Miró a su alrededor. Las bombillas, colocadas en cajas en la pared, no eran tan brillantes como al entrar en la sala. Daban luz suficiente para que pudiese ver con claridad a los que estaban cerca, sin embargo. Todos dormían. Nadie parecía darse cuenta de que Awina estuviese en su cama. Ni nadie hubiese puesto objeciones. Sabía por entonces que podía hacer con ellos lo que desease y que no protestarían. Él era su dios, aunque fuese, después de todo, un dios menor.

– ¿Cómo era el sueño? -dijo, sin dejar de darle palmadas. Acarició su mandíbula y luego su cara. Ella se estremeció y luego dijo:

– Soñaba que estaba durmiendo en este mismo lugar. Y entonces dos de los pieles grises vinieron y me sacaron de la cama y me llevaron fuera de aquí. Y recorrieron muchas salas y bajaron por muchas escaleras oscuras hasta una cámara profunda debajo de esta ciudad. Allí me encadenaron a la pared y empezaron a hacerme mucho daño. Clavaban sus colmillos en mí e intentaban arrancarme las piernas y por último me desencadenaron y me tiraron al suelo y empezaron a aplastarme con sus grandes pies.

»En aquel momento se abrió la puerta de la sala y os vi a vos en la habitación contigua. Estabais allí rodeando con el brazo a una mujer humana. Ella os besaba y vos me veíais y os reíais de mí cuando os suplicaba que roe ayudarais. Y luego la puerta se cerró de golpe y los neshgais comenzaron a patearme otra vez, y luego uno dijo: «¡El Señor toma esta noche una compañera humanal»

»Y yo dije: «Dejadme morir» Pero en realidad no quería morir. No quería morir lejos de vos, mi Señor.

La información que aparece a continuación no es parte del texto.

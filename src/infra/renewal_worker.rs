use std::sync::Arc;
use std::time::Duration;

use chrono::Utc;
use tokio::time::interval;
use tracing::{error, info};

use crate::application::use_cases::scheduler::RenewalScheduler;

pub async fn run_renewal_loop(scheduler: Arc<RenewalScheduler>, interval_secs: u64) {
    let mut ticker = interval(Duration::from_secs(interval_secs.max(1)));

    info!("Renewal worker started (ticking every {}s)", interval_secs);

    loop {
        ticker.tick().await;
        match scheduler.run_pass(Utc::now()).await {
            Ok(stats) if stats.scanned > 0 => {
                info!(
                    scanned = stats.scanned,
                    claimed = stats.claimed,
                    renewed = stats.renewed,
                    failed = stats.failed,
                    skipped = stats.skipped,
                    "Renewal pass complete"
                );
            }
            Ok(_) => {}
            Err(e) => {
                error!(error = %e, "Renewal pass aborted");
            }
        }
    }
}
pub mod payment_gateway;
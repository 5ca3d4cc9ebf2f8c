use thiserror::Error;

#[derive(Error, Debug)]
pub enum AppError {
    #[error("Database error: {0}")]
    Database(String),

    #[error("Not found")]
    NotFound,

    #[error("Conflict: {0}")]
    Conflict(String),

    /// The gateway processed the request and rejected the charge.
    #[error("Charge declined: {0}")]
    GatewayDeclined(String),

    /// Transport-level or unknown-outcome gateway failure. Callers must treat
    /// the charge outcome as unknown, not as a clean decline.
    #[error("Gateway unavailable: {0}")]
    GatewayUnavailable(String),

    #[error("Invalid input: {0}")]
    InvalidInput(String),

    #[error("Internal error: {0}")]
    Internal(String),
}

impl AppError {
    pub fn code(&self) -> ErrorCode {
        match self {
            AppError::Database(_) => ErrorCode::DatabaseError,
            AppError::NotFound => ErrorCode::NotFound,
            AppError::Conflict(_) => ErrorCode::Conflict,
            AppError::GatewayDeclined(_) => ErrorCode::GatewayDeclined,
            AppError::GatewayUnavailable(_) => ErrorCode::GatewayUnavailable,
            AppError::InvalidInput(_) => ErrorCode::InvalidInput,
            AppError::Internal(_) => ErrorCode::InternalError,
        }
    }
}

impl From<sqlx::Error> for AppError {
    fn from(e: sqlx::Error) -> Self {
        match &e {
            sqlx::Error::RowNotFound => AppError::NotFound,
            sqlx::Error::Database(db_err) if db_err.is_unique_violation() => {
                AppError::Conflict("a record with this value already exists".into())
            }
            _ => AppError::Database(e.to_string()),
        }
    }
}

#[derive(Clone, Copy, Debug)]
pub enum ErrorCode {
    DatabaseError,
    NotFound,
    Conflict,
    GatewayDeclined,
    GatewayUnavailable,
    InvalidInput,
    InternalError,
}

impl ErrorCode {
    pub fn as_str(&self) -> &'static str {
        match self {
            ErrorCode::DatabaseError => "DATABASE_ERROR",
            ErrorCode::NotFound => "NOT_FOUND",
            ErrorCode::Conflict => "CONFLICT",
            ErrorCode::GatewayDeclined => "GATEWAY_DECLINED",
            ErrorCode::GatewayUnavailable => "GATEWAY_UNAVAILABLE",
            ErrorCode::InvalidInput => "INVALID_INPUT",
            ErrorCode::InternalError => "INTERNAL_ERROR",
        }
    }
}

pub type AppResult<T> = Result<T, AppError>;
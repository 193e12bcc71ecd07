pub mod entry;
pub mod enums;
pub mod macros;
pub mod timetable;

pub use entry::*;
pub use enums::*;
pub use timetable::*;
//! Statistics over placed schedule entries.
//!
//! All aggregates are computed from fetched rows rather than stored
//! counters, so the numbers cannot drift from the schedule itself. The
//! repository supplies a [`TenantYearSnapshot`]; everything here is pure.

use std::collections::{BTreeMap, HashMap, HashSet};

use crate::api::{RoomUtilization, TeacherWorkload, TimetableAnalytics};
use crate::db::repository::TenantYearSnapshot;
use crate::models::{DayOfWeek, ScheduleEntry, TeacherTimetable};

/// Aggregate tenant-wide statistics for one academic year.
pub fn compute_analytics(snapshot: &TenantYearSnapshot) -> TimetableAnalytics {
    let unique_rooms_used: HashSet<&str> = snapshot
        .entries
        .iter()
        .filter_map(|e| e.occupied_room())
        .collect();
    let unique_subjects: HashSet<&str> = snapshot
        .entries
        .iter()
        .map(|e| e.subject_name.as_str())
        .collect();

    // Loads per teacher binding, including bindings with no entries.
    let mut per_teacher: HashMap<_, usize> = snapshot
        .teacher_timetables
        .iter()
        .map(|t| (t.id, 0usize))
        .collect();
    for entry in &snapshot.entries {
        if let Some(teacher_timetable_id) = entry.teacher_timetable_id {
            if let Some(count) = per_teacher.get_mut(&teacher_timetable_id) {
                *count += 1;
            }
        }
    }
    let (average_teacher_periods, max_teacher_periods, min_teacher_periods) =
        if per_teacher.is_empty() {
            (0.0, 0, 0)
        } else {
            let total: usize = per_teacher.values().sum();
            (
                total as f64 / per_teacher.len() as f64,
                per_teacher.values().copied().max().unwrap_or(0),
                per_teacher.values().copied().min().unwrap_or(0),
            )
        };

    let total_conflicts = snapshot.conflicts.len();
    let resolved = snapshot.conflicts.iter().filter(|c| c.is_resolved).count();
    let conflict_resolution_rate = if total_conflicts == 0 {
        100.0
    } else {
        resolved as f64 / total_conflicts as f64 * 100.0
    };

    TimetableAnalytics {
        total_master_timetables: snapshot.master_timetables.len(),
        total_class_timetables: snapshot.class_timetables.len(),
        total_teacher_timetables: snapshot.teacher_timetables.len(),
        total_schedule_entries: snapshot.entries.len(),
        total_conflicts,
        unresolved_conflicts: total_conflicts - resolved,
        unique_rooms_used: unique_rooms_used.len(),
        unique_subjects: unique_subjects.len(),
        average_teacher_periods,
        max_teacher_periods,
        min_teacher_periods,
        conflict_resolution_rate,
    }
}

/// Occupancy of one room against the slot capacity of the governing
/// grid: `working_days x teaching_periods` possible slots per week.
pub fn compute_room_utilization(
    room_number: &str,
    academic_year: &str,
    entries: &[ScheduleEntry],
    working_days: usize,
    teaching_periods: usize,
) -> RoomUtilization {
    let scheduled_slots = entries
        .iter()
        .filter(|e| e.occupied_room() == Some(room_number))
        .count();
    let possible_slots = working_days * teaching_periods;
    let utilization_percent = if possible_slots == 0 {
        0.0
    } else {
        scheduled_slots as f64 / possible_slots as f64 * 100.0
    };

    RoomUtilization {
        room_number: room_number.to_string(),
        academic_year: academic_year.to_string(),
        scheduled_slots,
        possible_slots,
        utilization_percent,
    }
}

/// A teacher's assigned load for the year against the limits configured
/// on their binding. Every weekday is keyed even when unassigned.
pub fn compute_teacher_workload(
    binding: &TeacherTimetable,
    entries: &[ScheduleEntry],
) -> TeacherWorkload {
    let mut periods_per_day: BTreeMap<DayOfWeek, usize> =
        DayOfWeek::ALL.iter().map(|d| (*d, 0)).collect();
    for entry in entries {
        if entry.teacher_timetable_id == Some(binding.id) {
            *periods_per_day.entry(entry.day_of_week).or_default() += 1;
        }
    }

    let total_periods_assigned: usize = periods_per_day.values().sum();
    let limit = binding.max_periods_per_day.max(0) as usize;
    let days_over_limit: Vec<DayOfWeek> = periods_per_day
        .iter()
        .filter(|(_, count)| **count > limit)
        .map(|(day, _)| *day)
        .collect();
    let utilization_percent = if binding.total_periods_per_week > 0 {
        total_periods_assigned as f64 / binding.total_periods_per_week as f64 * 100.0
    } else {
        0.0
    };

    TeacherWorkload {
        teacher_id: binding.teacher_id,
        academic_year: binding.academic_year.clone(),
        periods_per_day,
        total_periods_assigned,
        max_periods_per_day: binding.max_periods_per_day,
        total_periods_per_week: binding.total_periods_per_week,
        days_over_limit,
        utilization_percent,
    }
}
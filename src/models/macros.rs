/// Defines a newtype ID wrapper around a UUID and generates:
/// - derives (Debug, Copy, Clone, PartialEq, Eq, PartialOrd, Ord, Hash, Serialize, Deserialize)
/// - `Display`
/// - `From<Uuid> for $name` and `From<$name> for Uuid`
/// - `generate()` for a fresh v4 id
///
/// Usage:
///   define_id_type!(MasterTimetableId);
#[macro_export]
macro_rules! define_id_type {
    ($name:ident) => {
        #[derive(
            Debug,
            Copy,
            Clone,
            PartialEq,
            Eq,
            PartialOrd,
            Ord,
            Hash,
            serde::Serialize,
            serde::Deserialize,
        )]
        pub struct $name(pub ::uuid::Uuid);

        impl ::std::fmt::Display for $name {
            fn fmt(&self, f: &mut ::std::fmt::Formatter<'_>) -> ::std::fmt::Result {
                ::std::write!(f, "{}", self.0)
            }
        }

        impl ::std::convert::From<::uuid::Uuid> for $name {
            fn from(v: ::uuid::Uuid) -> Self {
                $name(v)
            }
        }

        impl ::std::convert::From<$name> for ::uuid::Uuid {
            fn from(v: $name) -> Self {
                v.0
            }
        }

        impl $name {
            pub fn new(value: ::uuid::Uuid) -> Self {
                $name(value)
            }

            pub fn generate() -> Self {
                $name(::uuid::Uuid::new_v4())
            }

            pub fn value(&self) -> ::uuid::Uuid {
                self.0
            }
        }
    };
}
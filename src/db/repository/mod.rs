//! Repository abstraction for the timetable engine.
//!
//! The persistence surface is split into focused traits so callers can
//! depend on just the operations they use:
//!
//! - [`TimetableRepository`]: master timetables and period grids
//! - [`AssignmentRepository`]: class/teacher bindings
//! - [`ScheduleEntryRepository`]: atomic placement, updates, deletes
//! - [`ConflictRepository`]: conflict listing and resolution
//! - [`AnalyticsRepository`]: aggregate fetches
//!
//! [`FullRepository`] combines all of them and is what the service layer
//! and the global singleton use.

pub mod analytics;
pub mod assignments;
pub mod conflicts;
pub mod entries;
pub mod error;
pub mod timetables;

pub use analytics::{AnalyticsRepository, BindingCounts, TenantYearSnapshot};
pub use assignments::AssignmentRepository;
pub use conflicts::ConflictRepository;
pub use entries::ScheduleEntryRepository;
pub use error::{ErrorContext, RepositoryError, RepositoryResult};
pub use timetables::TimetableRepository;

/// The complete repository surface: every trait a backend must implement.
///
/// Blanket-implemented for any type that implements all of the focused
/// traits, so backends only implement those.
pub trait FullRepository:
    TimetableRepository
    + AssignmentRepository
    + ScheduleEntryRepository
    + ConflictRepository
    + AnalyticsRepository
    + std::fmt::Debug
{
}

impl<T> FullRepository for T where
    T: TimetableRepository
        + AssignmentRepository
        + ScheduleEntryRepository
        + ConflictRepository
        + AnalyticsRepository
        + std::fmt::Debug
{
}
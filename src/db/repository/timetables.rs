//! Master timetable repository trait.
//!
//! Covers the canonical period grids: creation of a master timetable
//! together with its generated periods, and the read side used by the
//! assignment and query layers.

use async_trait::async_trait;

use super::error::RepositoryResult;
use crate::api::{MasterTimetableFilter, MasterTimetableId, PeriodId, TenantId};
use crate::models::{MasterTimetable, TimetablePeriod};

/// Repository trait for master timetables and their period grids.
///
/// All reads are tenant-scoped: an id belonging to another tenant behaves
/// exactly like a missing id.
///
/// # Thread Safety
/// Implementations must be `Send + Sync` to work with async Rust.
#[async_trait]
pub trait TimetableRepository: Send + Sync {
    /// Check that the backing store is reachable.
    async fn health_check(&self) -> RepositoryResult<bool>;

    /// Persist a master timetable together with its generated periods as
    /// one unit of work.
    ///
    /// # Arguments
    /// * `timetable` - The master timetable to store
    /// * `periods` - The generated period grid (may be empty when grid
    ///   generation was skipped)
    ///
    /// # Returns
    /// * `Ok(MasterTimetable)` - The stored timetable
    /// * `Err(RepositoryError)` - If the write fails; no periods survive a
    ///   failed timetable write
    async fn store_master_timetable(
        &self,
        timetable: &MasterTimetable,
        periods: &[TimetablePeriod],
    ) -> RepositoryResult<MasterTimetable>;

    /// Fetch one master timetable by id.
    ///
    /// # Returns
    /// * `Ok(MasterTimetable)` - The timetable
    /// * `Err(RepositoryError::NotFound)` - Unknown, deleted, or
    ///   cross-tenant id
    async fn get_master_timetable(
        &self,
        tenant_id: TenantId,
        id: MasterTimetableId,
    ) -> RepositoryResult<MasterTimetable>;

    /// List non-deleted master timetables for a tenant, optionally
    /// filtered by academic year and status.
    async fn list_master_timetables(
        &self,
        tenant_id: TenantId,
        filter: &MasterTimetableFilter,
    ) -> RepositoryResult<Vec<MasterTimetable>>;

    /// Fetch the period grid of a master timetable, ordered by
    /// `period_number`.
    async fn get_periods(
        &self,
        tenant_id: TenantId,
        master_timetable_id: MasterTimetableId,
    ) -> RepositoryResult<Vec<TimetablePeriod>>;

    /// Fetch one period by id.
    async fn get_period(
        &self,
        tenant_id: TenantId,
        period_id: PeriodId,
    ) -> RepositoryResult<TimetablePeriod>;
}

Ulises pensó en aquel sueño. Ya había tenido muchos sueños relacionados con ella, los suficientes para saber lo que su inconsciente intentaba decirle, aunque también tenía conciencia de cuáles eran sus sentimientos. Sin embargo resultaba difícil interpretar aquel sueño. Si utilizaba la máxima freudiana de que los sueños representaban deseos, entonces ella deseaba que él tuviese una hembra humana como compañera. Y deseaba también castigarse a sí misma. Pero, ¿castigarse a sí misma por qué? Ella no sería culpable por ningún deseo de él. La cultura wufea tenía muchas cosas por las que su pueblo podía sentirse culpable, como todas las culturas, humanas o no humanas, pero esta no era una de ellas.

El problema era que la máxima freudiana nunca había demostrado ser cierta y, en segundo término, el subconsciente de individuos descendientes de gatos (si es que habían sido gatos) podría diferir del de la gente que descendía de monos.